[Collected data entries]
↓↓↓

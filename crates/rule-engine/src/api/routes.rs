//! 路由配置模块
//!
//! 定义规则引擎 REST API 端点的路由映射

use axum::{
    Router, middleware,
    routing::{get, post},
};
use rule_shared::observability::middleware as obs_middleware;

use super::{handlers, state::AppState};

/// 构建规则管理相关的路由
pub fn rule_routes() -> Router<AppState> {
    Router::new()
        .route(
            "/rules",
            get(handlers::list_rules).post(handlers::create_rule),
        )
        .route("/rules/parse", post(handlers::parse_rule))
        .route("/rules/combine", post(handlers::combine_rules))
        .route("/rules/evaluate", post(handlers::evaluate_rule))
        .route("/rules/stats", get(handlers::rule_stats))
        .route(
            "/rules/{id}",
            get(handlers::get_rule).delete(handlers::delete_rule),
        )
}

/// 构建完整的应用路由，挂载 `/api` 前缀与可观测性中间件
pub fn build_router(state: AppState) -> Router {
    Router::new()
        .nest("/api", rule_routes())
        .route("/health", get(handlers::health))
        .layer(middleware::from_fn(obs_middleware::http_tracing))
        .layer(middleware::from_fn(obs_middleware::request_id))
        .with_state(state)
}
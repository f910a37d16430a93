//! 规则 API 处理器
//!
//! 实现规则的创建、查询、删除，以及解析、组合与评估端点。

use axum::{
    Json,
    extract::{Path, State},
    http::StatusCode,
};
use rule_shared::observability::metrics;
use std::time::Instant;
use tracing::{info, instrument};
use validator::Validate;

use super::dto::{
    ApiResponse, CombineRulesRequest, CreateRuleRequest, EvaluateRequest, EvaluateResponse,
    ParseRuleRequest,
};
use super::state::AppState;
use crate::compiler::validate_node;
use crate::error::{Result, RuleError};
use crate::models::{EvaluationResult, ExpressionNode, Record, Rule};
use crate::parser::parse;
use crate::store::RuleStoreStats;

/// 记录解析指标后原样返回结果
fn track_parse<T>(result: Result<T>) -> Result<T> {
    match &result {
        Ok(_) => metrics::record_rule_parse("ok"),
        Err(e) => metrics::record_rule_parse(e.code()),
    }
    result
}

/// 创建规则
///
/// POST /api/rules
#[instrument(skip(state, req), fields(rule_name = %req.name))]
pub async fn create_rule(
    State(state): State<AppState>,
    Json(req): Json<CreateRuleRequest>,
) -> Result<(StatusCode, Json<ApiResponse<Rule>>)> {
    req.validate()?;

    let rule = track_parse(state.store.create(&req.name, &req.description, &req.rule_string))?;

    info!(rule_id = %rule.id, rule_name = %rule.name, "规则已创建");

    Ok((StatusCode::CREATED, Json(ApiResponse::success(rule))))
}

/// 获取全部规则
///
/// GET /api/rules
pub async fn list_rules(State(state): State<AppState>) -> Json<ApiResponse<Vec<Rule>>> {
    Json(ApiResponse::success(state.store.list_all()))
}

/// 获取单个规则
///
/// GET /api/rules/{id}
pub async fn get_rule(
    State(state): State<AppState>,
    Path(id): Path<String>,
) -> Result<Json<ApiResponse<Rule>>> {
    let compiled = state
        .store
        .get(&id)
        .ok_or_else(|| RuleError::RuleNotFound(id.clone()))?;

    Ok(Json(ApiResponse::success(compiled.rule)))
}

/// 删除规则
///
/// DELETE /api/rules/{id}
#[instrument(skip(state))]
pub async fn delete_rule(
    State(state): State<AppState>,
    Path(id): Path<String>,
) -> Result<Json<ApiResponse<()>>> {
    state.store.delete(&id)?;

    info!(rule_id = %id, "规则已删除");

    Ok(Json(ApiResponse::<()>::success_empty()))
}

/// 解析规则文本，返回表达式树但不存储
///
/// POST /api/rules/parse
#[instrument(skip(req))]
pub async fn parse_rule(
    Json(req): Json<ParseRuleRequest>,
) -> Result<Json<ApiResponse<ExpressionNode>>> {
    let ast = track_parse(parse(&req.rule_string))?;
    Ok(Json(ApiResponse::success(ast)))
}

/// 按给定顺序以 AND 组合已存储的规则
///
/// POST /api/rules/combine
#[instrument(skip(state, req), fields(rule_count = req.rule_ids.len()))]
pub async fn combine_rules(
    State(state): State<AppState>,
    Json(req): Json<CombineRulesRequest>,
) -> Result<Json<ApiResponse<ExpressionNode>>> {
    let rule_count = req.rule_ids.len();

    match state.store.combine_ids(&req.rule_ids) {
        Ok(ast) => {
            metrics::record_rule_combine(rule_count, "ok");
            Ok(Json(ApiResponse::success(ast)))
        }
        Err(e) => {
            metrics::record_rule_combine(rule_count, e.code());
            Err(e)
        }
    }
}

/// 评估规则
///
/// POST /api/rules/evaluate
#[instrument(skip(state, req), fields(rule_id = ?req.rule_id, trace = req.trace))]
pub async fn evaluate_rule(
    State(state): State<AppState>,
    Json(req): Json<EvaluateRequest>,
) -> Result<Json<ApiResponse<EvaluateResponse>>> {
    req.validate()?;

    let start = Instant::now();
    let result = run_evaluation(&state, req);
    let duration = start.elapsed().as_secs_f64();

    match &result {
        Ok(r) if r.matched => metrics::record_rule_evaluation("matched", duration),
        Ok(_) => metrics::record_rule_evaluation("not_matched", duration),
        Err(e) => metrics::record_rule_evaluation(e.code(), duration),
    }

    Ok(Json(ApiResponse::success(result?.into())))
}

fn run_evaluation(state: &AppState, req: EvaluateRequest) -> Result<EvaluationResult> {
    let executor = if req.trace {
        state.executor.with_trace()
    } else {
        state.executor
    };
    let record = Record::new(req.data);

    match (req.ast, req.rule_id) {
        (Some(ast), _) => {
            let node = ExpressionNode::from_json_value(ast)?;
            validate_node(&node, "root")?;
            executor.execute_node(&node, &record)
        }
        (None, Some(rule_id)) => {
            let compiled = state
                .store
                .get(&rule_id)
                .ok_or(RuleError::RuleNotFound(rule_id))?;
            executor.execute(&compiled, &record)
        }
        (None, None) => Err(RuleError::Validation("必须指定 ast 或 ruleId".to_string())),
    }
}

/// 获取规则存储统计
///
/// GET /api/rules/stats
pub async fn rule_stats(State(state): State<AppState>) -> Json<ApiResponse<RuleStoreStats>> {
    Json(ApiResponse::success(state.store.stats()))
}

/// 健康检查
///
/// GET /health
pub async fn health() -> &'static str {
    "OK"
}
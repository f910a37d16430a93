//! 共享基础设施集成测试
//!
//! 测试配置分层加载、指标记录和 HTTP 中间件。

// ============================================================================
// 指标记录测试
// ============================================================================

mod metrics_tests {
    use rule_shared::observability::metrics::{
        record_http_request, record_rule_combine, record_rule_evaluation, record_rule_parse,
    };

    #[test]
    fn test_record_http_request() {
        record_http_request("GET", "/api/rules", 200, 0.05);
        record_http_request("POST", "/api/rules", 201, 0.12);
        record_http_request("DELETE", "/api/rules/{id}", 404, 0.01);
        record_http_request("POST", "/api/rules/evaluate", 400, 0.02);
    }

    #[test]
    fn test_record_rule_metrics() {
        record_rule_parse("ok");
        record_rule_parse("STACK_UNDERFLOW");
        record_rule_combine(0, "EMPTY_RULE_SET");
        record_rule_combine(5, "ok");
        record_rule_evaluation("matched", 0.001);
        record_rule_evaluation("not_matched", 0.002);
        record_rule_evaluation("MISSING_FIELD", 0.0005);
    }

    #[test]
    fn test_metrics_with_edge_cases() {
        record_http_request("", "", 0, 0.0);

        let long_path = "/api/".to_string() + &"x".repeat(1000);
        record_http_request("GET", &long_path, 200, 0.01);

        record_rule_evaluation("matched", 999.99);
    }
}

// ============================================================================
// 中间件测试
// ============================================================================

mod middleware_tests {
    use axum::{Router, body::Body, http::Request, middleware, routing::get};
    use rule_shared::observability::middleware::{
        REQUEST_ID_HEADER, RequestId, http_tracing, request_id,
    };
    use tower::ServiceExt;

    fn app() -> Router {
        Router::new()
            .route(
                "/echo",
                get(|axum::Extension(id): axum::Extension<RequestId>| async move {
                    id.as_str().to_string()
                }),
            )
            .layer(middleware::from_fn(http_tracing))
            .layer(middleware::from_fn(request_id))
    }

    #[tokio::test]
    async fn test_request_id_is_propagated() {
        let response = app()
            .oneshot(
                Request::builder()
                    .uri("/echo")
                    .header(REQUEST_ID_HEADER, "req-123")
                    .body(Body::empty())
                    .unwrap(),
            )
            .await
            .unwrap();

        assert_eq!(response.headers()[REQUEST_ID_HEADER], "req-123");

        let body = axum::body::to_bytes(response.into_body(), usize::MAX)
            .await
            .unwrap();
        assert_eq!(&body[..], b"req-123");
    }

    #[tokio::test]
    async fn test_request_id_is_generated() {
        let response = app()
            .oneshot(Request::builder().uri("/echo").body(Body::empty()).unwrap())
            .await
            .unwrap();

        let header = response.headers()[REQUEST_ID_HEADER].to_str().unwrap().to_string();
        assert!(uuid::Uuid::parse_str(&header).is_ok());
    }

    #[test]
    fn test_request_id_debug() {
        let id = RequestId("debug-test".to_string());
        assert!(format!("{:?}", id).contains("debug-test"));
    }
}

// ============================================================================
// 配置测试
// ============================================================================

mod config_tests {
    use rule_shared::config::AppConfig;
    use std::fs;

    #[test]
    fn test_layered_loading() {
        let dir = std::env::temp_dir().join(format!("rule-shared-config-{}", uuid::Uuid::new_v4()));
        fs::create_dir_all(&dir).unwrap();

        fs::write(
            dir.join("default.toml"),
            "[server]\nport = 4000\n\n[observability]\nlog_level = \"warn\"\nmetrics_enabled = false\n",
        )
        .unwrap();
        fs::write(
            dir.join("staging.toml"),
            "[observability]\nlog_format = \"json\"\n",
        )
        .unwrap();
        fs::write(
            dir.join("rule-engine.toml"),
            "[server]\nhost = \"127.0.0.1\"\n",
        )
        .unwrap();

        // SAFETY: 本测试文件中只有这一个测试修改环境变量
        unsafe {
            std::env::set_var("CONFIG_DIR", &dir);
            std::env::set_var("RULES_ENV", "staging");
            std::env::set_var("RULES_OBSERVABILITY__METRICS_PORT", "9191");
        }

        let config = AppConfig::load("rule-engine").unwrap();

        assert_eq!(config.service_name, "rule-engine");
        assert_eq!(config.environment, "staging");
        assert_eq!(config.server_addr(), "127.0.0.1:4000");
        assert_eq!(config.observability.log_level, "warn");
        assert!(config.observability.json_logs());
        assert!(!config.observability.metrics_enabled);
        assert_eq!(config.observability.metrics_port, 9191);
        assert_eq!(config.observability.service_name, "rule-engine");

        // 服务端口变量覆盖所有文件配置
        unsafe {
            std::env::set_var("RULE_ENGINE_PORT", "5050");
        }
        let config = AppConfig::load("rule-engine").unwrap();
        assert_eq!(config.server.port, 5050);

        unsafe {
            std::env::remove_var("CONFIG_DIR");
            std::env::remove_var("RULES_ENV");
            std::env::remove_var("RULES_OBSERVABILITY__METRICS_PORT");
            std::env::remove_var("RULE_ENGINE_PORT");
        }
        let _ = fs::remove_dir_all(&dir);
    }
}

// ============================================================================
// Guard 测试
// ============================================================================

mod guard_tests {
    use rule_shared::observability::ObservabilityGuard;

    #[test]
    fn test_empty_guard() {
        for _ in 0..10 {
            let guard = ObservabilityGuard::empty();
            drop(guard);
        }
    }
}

↑↑↑

All lines in the entries above that include "executor" should be found and copied.

    let executor = if req.trace {
        state.executor.with_trace()
        state.executor
            executor.execute_node(&node, &record)
            executor.execute(&compiled, &record)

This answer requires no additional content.